Mitigation and detection of putative microbial contaminant reads from long-read metagenomic datasets
Authors
- Stefany Ayala-Montaño
- Ayorinde O. Afolayan
- Raisa Kociurzynski
- Ulrike Löber
- Sandra Reuter
Journal
- Microbial Genomics
Citation
- Microb Genom 12 (1): 1609
Abstract
Metagenomic sequencing of clinical samples has significantly enhanced our understanding of microbial communities. However, microbial contamination and host-derived DNA remain a major obstacle to accurate data interpretation.
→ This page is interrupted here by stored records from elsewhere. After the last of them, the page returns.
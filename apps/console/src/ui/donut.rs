use std::f64::consts::PI;

use dioxus::prelude::*;
use ids_console::models::{donut_shares, DonutSlice};

const COLORS: [&str; 5] = ["#16a34a", "#60a5fa", "#f59e0b", "#ef4444", "#8b5cf6"];
const RADIUS: f64 = 35.0;
const RING_WIDTH: f64 = 15.0;

#[component]
pub fn Donut(
    data: Vec<DonutSlice>,
    #[props(into, default = "Chart title".to_string())] title: String,
    #[props(default = 220)] height: u32,
) -> Element {
    let shares = donut_shares(&data);
    let circumference = 2.0 * PI * RADIUS;

    let mut offset = 0.0;
    let arcs: Vec<(String, String, &str)> = shares
        .iter()
        .enumerate()
        .map(|(idx, share)| {
            let length = share * circumference;
            let arc = (
                format!("{length:.2} {circumference:.2}"),
                format!("{:.2}", -offset),
                COLORS[idx % COLORS.len()],
            );
            offset += length;
            arc
        })
        .collect();

    let legend: Vec<(String, &str)> = data
        .iter()
        .zip(shares.iter())
        .enumerate()
        .map(|(idx, (slice, share))| {
            (
                format!("{} · {} ({:.0}%)", slice.name, slice.value, share * 100.0),
                COLORS[idx % COLORS.len()],
            )
        })
        .collect();

    rsx! {
        div { class: "h-full rounded-lg border border-slate-200 bg-white p-4 shadow-sm",
            h3 { class: "mb-3 text-sm font-semibold text-slate-800", "{title}" }
            div { class: "flex items-center gap-4",
                svg {
                    view_box: "0 0 100 100",
                    height: "{height}",
                    g { transform: "rotate(-90 50 50)",
                        for (dash, dash_offset, color) in arcs {
                            circle {
                                cx: "50",
                                cy: "50",
                                r: "{RADIUS}",
                                fill: "none",
                                stroke: color,
                                stroke_width: "{RING_WIDTH}",
                                stroke_dasharray: dash,
                                stroke_dashoffset: dash_offset,
                            }
                        }
                    }
                }
                ul { class: "space-y-1 text-xs text-slate-600",
                    for (idx, (label, color)) in legend.into_iter().enumerate() {
                        li { key: "{idx}", class: "flex items-center gap-2",
                            span {
                                class: "inline-block h-2 w-2 rounded-full",
                                style: "background-color: {color}",
                            }
                            "{label}"
                        }
                    }
                }
            }
        }
    }
}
Here, we present a methodology called 'Stop-Check-Go' for detecting and mitigating contaminants in metagenomic datasets obtained from neonatal patient samples (nasal and rectal swabs). This method incorporates laboratory and bioinformatics work combining a prevalence method, coverage estimation and microbiological reports. We compared the 'Stop-Check-Go' decontamination system with other published decontamination tools and commonly found poor performance in decontaminating microbiologically negative patients (false positives). We emphasize that host DNA decreased by an average of 76% per sample using a lysis method and was further reduced during post-sequencing analysis. Microbial species were classified as putative contaminants and assigned to 'Stop' in nearly 60% of the dataset. The 'Stop-Check-Go' system was developed to address the specific need of decontaminating low-biomass samples, where existing tools primarily designed for short-read metagenomic data showed limited performance.